_Work required_
Within the records below, find the line containing "let mut chars = key.chars().peekable();". Reproduce it and each line after it exactly, and nothing else.

_Extracted data entries_
--

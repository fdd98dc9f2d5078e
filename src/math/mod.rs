mod bbox;
mod coord;
mod transform;

pub use bbox::{CoordBBox, CoordIter};
pub use coord::Coord;
pub use transform::Transform;

/// Unit offsets of the 26 neighbours of a voxel, faces first, then edges, then corners.
pub(crate) fn neighbor_offsets(max_nonzero_axes: usize) -> Vec<Coord> {
    let mut out = Vec::with_capacity(26);
    for axes in 1..=max_nonzero_axes.min(3) {
        for x in -1..=1 {
            for y in -1..=1 {
                for z in -1..=1 {
                    let nonzero = [x, y, z].iter().filter(|v| **v != 0).count();
                    if nonzero == axes {
                        out.push(Coord::new(x, y, z));
                    }
                }
            }
        }
    }
    out
}

/// Cubic smoothstep on `[0, 1]`, clamped outside.
pub fn smooth_unit_step(x: f64) -> f64 {
    if x <= 0.0 {
        0.0
    } else if x >= 1.0 {
        1.0
    } else {
        x * x * (3.0 - 2.0 * x)
    }
}
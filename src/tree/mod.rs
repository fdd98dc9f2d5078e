//! The sparse 5-4-3 volume tree.
//!
//! A [`Tree`] maps every integer coordinate to a value and an active state. Untouched
//! coordinates read as the background value, inactive. Storage is a root table of
//! 4096³ regions, two levels of [`InternalNode`]s and 8³ [`LeafNode`]s; any slot of
//! the root or an internal node may instead hold a constant tile.

mod accessor;
mod internal;
mod iter;
mod leaf;
mod leaf_manager;
mod mask;
mod node;
mod root;

use std::sync::OnceLock;

pub use accessor::{ValueAccessor, ValueAccessorMut};
pub use internal::{InternalNode, LowerNode, UpperNode};
pub use iter::{IterLevels, LeafIter, ValueFilter, ValueItem, ValueIter, ValueMut};
pub use leaf::LeafNode;
pub use leaf_manager::LeafManager;
pub use mask::{LeafMask, NodeMask};
pub use node::{Node, Slot};
pub use root::RootNode;

pub(crate) use node::aligned_blocks;

use crate::math::{Coord, CoordBBox};
use crate::value::GridValue;

#[derive(Clone, Copy, Debug)]
struct Summary {
    active_voxel_count: u64,
    active_bbox: CoordBBox,
}

#[derive(Clone, Debug)]
pub struct Tree<T> {
    root: RootNode<T>,
    summary: OnceLock<Summary>,
}

impl<T: GridValue> Default for Tree<T> {
    fn default() -> Self {
        Self::new(T::default())
    }
}

impl<T: GridValue> Tree<T> {
    pub fn new(background: T) -> Self {
        Self {
            root: RootNode::new(background),
            summary: OnceLock::new(),
        }
    }
    pub fn background(&self) -> T {
        self.root.background()
    }
    pub fn root(&self) -> &RootNode<T> {
        &self.root
    }
    /// Every structural or value change goes through here so cached counts are dropped.
    pub(crate) fn root_mut(&mut self) -> &mut RootNode<T> {
        self.summary.take();
        &mut self.root
    }
    pub(crate) fn set_background(&mut self, background: T) {
        self.root_mut().set_background(background);
    }

    pub fn clear(&mut self) {
        self.root_mut().clear();
    }
    /// True when no coordinate has been written (only the root exists).
    pub fn is_empty(&self) -> bool {
        self.root.is_empty()
    }

    pub fn value(&self, xyz: Coord) -> T {
        self.root.probe_value(xyz).0
    }
    pub fn is_value_on(&self, xyz: Coord) -> bool {
        self.root.probe_value(xyz).1
    }
    pub fn probe_value(&self, xyz: Coord) -> (T, bool) {
        self.root.probe_value(xyz)
    }
    /// Sets the value and marks the voxel active.
    pub fn set_value(&mut self, xyz: Coord, value: T) {
        self.root_mut().set_value_on(xyz, value);
    }
    pub fn set_value_off(&mut self, xyz: Coord, value: T) {
        self.root_mut().set_value_off(xyz, value);
    }
    /// Sets the value, keeping the active state.
    pub fn set_value_only(&mut self, xyz: Coord, value: T) {
        self.root_mut().set_value_only(xyz, value);
    }
    /// Changes the active state, keeping the value. Activating a voxel inside an
    /// active tile does nothing.
    pub fn set_active_state(&mut self, xyz: Coord, on: bool) {
        self.root_mut().set_active_state(xyz, on);
    }
    /// Overwrites every voxel of `bbox`, using tiles wherever a node region is fully covered.
    pub fn fill(&mut self, bbox: &CoordBBox, value: T, active: bool) {
        if !bbox.is_empty() {
            self.root_mut().fill(bbox, value, active);
        }
    }
    pub fn set_active_state_in(&mut self, bbox: &CoordBBox, on: bool) {
        if !bbox.is_empty() {
            self.root_mut().set_active_state_in(bbox, on);
        }
    }

    /// The leaf containing `xyz`, allocating the path (and splitting tiles) as needed.
    pub fn touch_leaf(&mut self, xyz: Coord) -> &mut LeafNode<T> {
        self.root_mut().touch_leaf(xyz)
    }
    /// Inserts `leaf`, replacing whatever covered its region.
    pub fn add_leaf(&mut self, leaf: LeafNode<T>) {
        self.root_mut().add_leaf(leaf);
    }
    pub fn probe_leaf(&self, xyz: Coord) -> Option<&LeafNode<T>> {
        self.root.probe_leaf(xyz)
    }
    pub fn probe_leaf_mut(&mut self, xyz: Coord) -> Option<&mut LeafNode<T>> {
        self.root_mut().probe_leaf_mut(xyz)
    }
    /// Value and state shared by all of `bbox`, or `None` if they differ anywhere.
    pub fn probe_uniform(&self, bbox: &CoordBBox) -> Option<(T, bool)> {
        self.root.probe_uniform(bbox)
    }

    pub fn leaf_count(&self) -> usize {
        self.root.leaf_count()
    }
    /// The root plus every internal node.
    pub fn non_leaf_count(&self) -> usize {
        self.root.non_leaf_count()
    }
    pub fn active_tile_count(&self) -> usize {
        self.root.active_tile_count()
    }
    pub fn has_active_tiles(&self) -> bool {
        self.active_tile_count() > 0
    }
    pub fn active_voxel_count(&self) -> u64 {
        self.summary().active_voxel_count
    }
    pub fn active_leaf_voxel_count(&self) -> u64 {
        self.leaves().map(|l| l.on_voxel_count()).sum()
    }
    /// Bounding box of all active voxels and tiles; empty when nothing is active.
    pub fn eval_active_voxel_bbox(&self) -> CoordBBox {
        self.summary().active_bbox
    }
    pub fn eval_leaf_bbox(&self) -> CoordBBox {
        let mut bbox = CoordBBox::empty();
        for leaf in self.leaves() {
            bbox.expand_bbox(&leaf.bbox());
        }
        bbox
    }
    fn summary(&self) -> &Summary {
        self.summary.get_or_init(|| Summary {
            active_voxel_count: self.root.active_voxel_count(),
            active_bbox: self.root.eval_active_bbox(),
        })
    }

    /// Collapses nodes whose values are all within `tolerance` of each other and share
    /// one active state, and drops inactive background tiles from the root.
    pub fn prune(&mut self, tolerance: T) {
        let before = self.leaf_count();
        self.root_mut().prune(&tolerance);
        tracing::trace!(before, after = self.leaf_count(), "pruned leaves");
    }
    /// Replaces every node without active values by an inactive background tile.
    pub fn prune_inactive(&mut self) {
        let background = self.background();
        self.root_mut().prune_inactive_with(&|_| background);
    }
    pub(crate) fn prune_inactive_with(&mut self, tile_value: &dyn Fn(T) -> T) {
        self.root_mut().prune_inactive_with(tile_value);
    }
    /// Converts every active tile into explicit leaf voxels.
    pub fn voxelize_active_tiles(&mut self) {
        self.root_mut().voxelize_active_tiles();
    }

    pub fn accessor(&self) -> ValueAccessor<'_, T> {
        ValueAccessor::new(self)
    }
    pub fn accessor_mut(&mut self) -> ValueAccessorMut<'_, T> {
        ValueAccessorMut::new(self)
    }
    pub fn leaf_manager(&mut self) -> LeafManager<'_, T> {
        LeafManager::new(self)
    }
    pub(crate) fn leaves_mut(&mut self) -> Vec<&mut LeafNode<T>> {
        let mut out = Vec::new();
        self.root_mut().collect_leaves_mut(&mut out);
        out
    }

    /// Visits every voxel and tile passing `filter`, writing back whatever the visitor
    /// changes. Tiles are visited as a whole.
    pub fn for_each_value_mut(&mut self, filter: ValueFilter, mut f: impl FnMut(&mut ValueMut<T>)) {
        self.root_mut().visit_values_mut(filter, &mut f);
    }

    /// Activates every voxel that is active in `other`, keeping this tree's values.
    pub fn topology_union<U: GridValue>(&mut self, other: &Tree<U>) {
        for item in other.iter_values_on() {
            if item.is_voxel_value() {
                self.set_active_state(item.coord(), true);
            } else {
                self.set_active_state_in(&item.bounding_box(), true);
            }
        }
    }
    /// Deactivates every voxel that is inactive in `other`.
    pub fn topology_intersection<U: GridValue>(&mut self, other: &Tree<U>) {
        let mut off = Vec::new();
        for item in self.iter_values_on() {
            let bbox = item.bounding_box();
            if item.is_voxel_value() {
                if !other.is_value_on(item.coord()) {
                    off.push(bbox);
                }
                continue;
            }
            match other.probe_uniform(&bbox) {
                Some((_, true)) => {}
                Some((_, false)) => off.push(bbox),
                None => off.extend(
                    bbox.iter()
                        .filter(|xyz| !other.is_value_on(*xyz))
                        .map(CoordBBox::from_coord),
                ),
            }
        }
        for bbox in off {
            self.set_active_state_in(&bbox, false);
        }
    }
    /// Deactivates every voxel that is active in `other`, keeping this tree's values.
    pub fn topology_difference<U: GridValue>(&mut self, other: &Tree<U>) {
        for item in other.iter_values_on() {
            if item.is_voxel_value() {
                self.set_active_state(item.coord(), false);
            } else {
                self.set_active_state_in(&item.bounding_box(), false);
            }
        }
    }
}
use thiserror::Error;

/// Failures raised by grid construction and the tools.
///
/// Cancellation is reported through [`crate::parallel::Completion`], never here.
#[derive(Debug, Error)]
pub enum Error {
    /// Invalid construction parameter, such as an empty range or a bad voxel size.
    #[error("invalid value: {0}")]
    Value(String),
    /// Operator applied to a grid of the wrong class.
    #[error("wrong grid type: {0}")]
    Type(String),
    /// Structural precondition violated at call time.
    #[error("runtime error: {0}")]
    Runtime(String),
    #[error("failed to encode tree archive: {0}")]
    Encode(#[from] bincode::error::EncodeError),
    #[error("failed to decode tree archive: {0}")]
    Decode(#[from] bincode::error::DecodeError),
}

pub type Result<T, E = Error> = std::result::Result<T, E>;

impl Error {
    pub(crate) fn value(msg: impl Into<String>) -> Self {
        Self::Value(msg.into())
    }
    pub(crate) fn type_mismatch(msg: impl Into<String>) -> Self {
        Self::Type(msg.into())
    }
    pub(crate) fn runtime(msg: impl Into<String>) -> Self {
        Self::Runtime(msg.into())
    }
}
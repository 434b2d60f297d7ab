//! Recursive key renaming for request bodies.

use serde_json::{Map, Value};

/// Rename every object key from camelCase to snake_case, recursing into arrays and objects.
///
/// Each ASCII uppercase letter becomes `_` followed by its lowercase form, so `fatherName`
/// becomes `father_name` and `opNo` becomes `op_no`.
pub fn to_snake_case(value: Value) -> Value {
    rename_keys(value, &snake_key)
}

/// Rename every object key from snake_case to camelCase, recursing into arrays and objects.
///
/// An underscore followed by a lowercase ASCII letter becomes the uppercase letter; other
/// underscores are kept.
pub fn to_camel_case(value: Value) -> Value {
    rename_keys(value, &camel_key)
}

fn rename_keys(value: Value, rename: &dyn Fn(&str) -> String) -> Value {
    match value {
        Value::Object(object) => Value::Object(
            object
                .into_iter()
                .map(|(key, value)| (rename(&key), rename_keys(value, rename)))
                .collect::<Map<_, _>>(),
        ),
        Value::Array(items) => Value::Array(
            items
                .into_iter()
                .map(|item| rename_keys(item, rename))
                .collect(),
        ),
        other => other,
    }
}

fn snake_key(key: &str) -> String {
    let mut out = String::with_capacity(key.len() + 4);
    for c in key.chars() {
        if c.is_ascii_uppercase() {
            out.push('_');
            out.push(c.to_ascii_lowercase());
        } else {
            out.push(c);
        }
    }
    out
}

fn camel_key(key: &str) -> String {
    let mut out = String::with_capacity(key.len());
    let mut chars = key.chars().peekable();
    while let Some(c) = chars.next() {
        match (c, chars.peek().copied()) {
            ('_', Some(next)) if next.is_ascii_lowercase() => {
                out.push(next.to_ascii_uppercase());
                chars.next();
            }
            _ => out.push(c),
        }
    }
    out
}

--

_Task output_
    let mut chars = key.chars().peekable();
    while let Some(c) = chars.next() {
        match (c, chars.peek().copied()) {
            ('_', Some(next)) if next.is_ascii_lowercase() => {
                out.push(next.to_ascii_uppercase());
                chars.next();
            }
            _ => out.push(c),
        }
    }
    out
}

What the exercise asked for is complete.